BEGIN

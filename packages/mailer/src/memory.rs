use crate::{validate_address, Delivery, MailTransport, OutgoingMail, TransportError};
use std::sync::Mutex;

/// Records messages instead of delivering them.
#[derive(Debug, Default)]
pub struct MemoryTransport {
    sent: Mutex<Vec<OutgoingMail>>,
    failure: Mutex<Option<String>>,
}

impl MemoryTransport {
    pub fn new() -> Self {
        Self::default()
    }

    /// Make every later send fail with `message`.
    pub fn failing(message: impl Into<String>) -> Self {
        let transport = Self::default();
        transport.set_failure(Some(message.into()));
        transport
    }

    pub fn set_failure(&self, message: Option<String>) {
        if let Ok(mut failure) = self.failure.lock() {
            *failure = message;
        }
    }

    pub fn sent(&self) -> Vec<OutgoingMail> {
        self.sent.lock().map(|sent| sent.clone()).unwrap_or_default()
    }
}

fn poisoned<T>(_: T) -> TransportError {
    TransportError::Transport {
        message: "transport state poisoned".to_string(),
    }
}

impl MailTransport for MemoryTransport {
    fn send(&self, mail: &OutgoingMail) -> Result<Delivery, TransportError> {
        validate_address(&mail.to)?;
        // Same checks a real transport makes before handing off.
        mail.to_message(&mail.new_message_id())?;

        let failure = self.failure.lock().map_err(poisoned)?.clone();
        if let Some(message) = failure {
            return Err(TransportError::Transport { message });
        }

        let mut sent = self.sent.lock().map_err(poisoned)?;
        sent.push(mail.clone());

        Ok(Delivery {
            message_id: format!("memory-{}", sent.len()),
            location: None,
        })
    }
}
use crate::{validate_address, Delivery, MailTransport, OutgoingMail, TransportError};
use lettre::{FileTransport, Transport};
use std::fs;
use std::path::{Path, PathBuf};

/// Writes each message as an `.eml` file into a directory.
#[derive(Debug, Clone)]
pub struct OutboxTransport {
    dir: PathBuf,
    inner: FileTransport,
}

impl OutboxTransport {
    pub fn new(dir: impl Into<PathBuf>) -> Self {
        let dir = dir.into();
        let inner = FileTransport::new(&dir);
        Self { dir, inner }
    }

    pub fn dir(&self) -> &Path {
        &self.dir
    }
}

impl MailTransport for OutboxTransport {
    fn send(&self, mail: &OutgoingMail) -> Result<Delivery, TransportError> {
        validate_address(&mail.to)?;

        let message_id = mail.new_message_id();
        let message = mail.to_message(&message_id)?;

        fs::create_dir_all(&self.dir)?;
        let file_id = self
            .inner
            .send(&message)
            .map_err(|err| TransportError::Transport {
                message: err.to_string(),
            })?;
        let path = self.dir.join(format!("{}.eml", file_id));

        tracing::info!(to = %mail.to, path = %path.display(), "mail written to outbox");
        Ok(Delivery {
            message_id,
            location: Some(path),
        })
    }
}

END

### TASK PROMPT
Please retype the data exactly as it stands, from its first line down to the line that contains "pub fn failing(message: impl", then stop.

### RESPONSE TO THE TASK
filename packages/mailer/src/memory.rs
use crate::{validate_address, Delivery, MailTransport, OutgoingMail, TransportError};
use std::sync::Mutex;

/// Records messages instead of delivering them.
#[derive(Debug, Default)]
pub struct MemoryTransport {
    sent: Mutex<Vec<OutgoingMail>>,
    failure: Mutex<Option<String>>,
}

impl MemoryTransport {
    pub fn new() -> Self {
        Self::default()
    }

    /// Make every later send fail with `message`.
    pub fn failing(message: impl Into<String>) -> Self {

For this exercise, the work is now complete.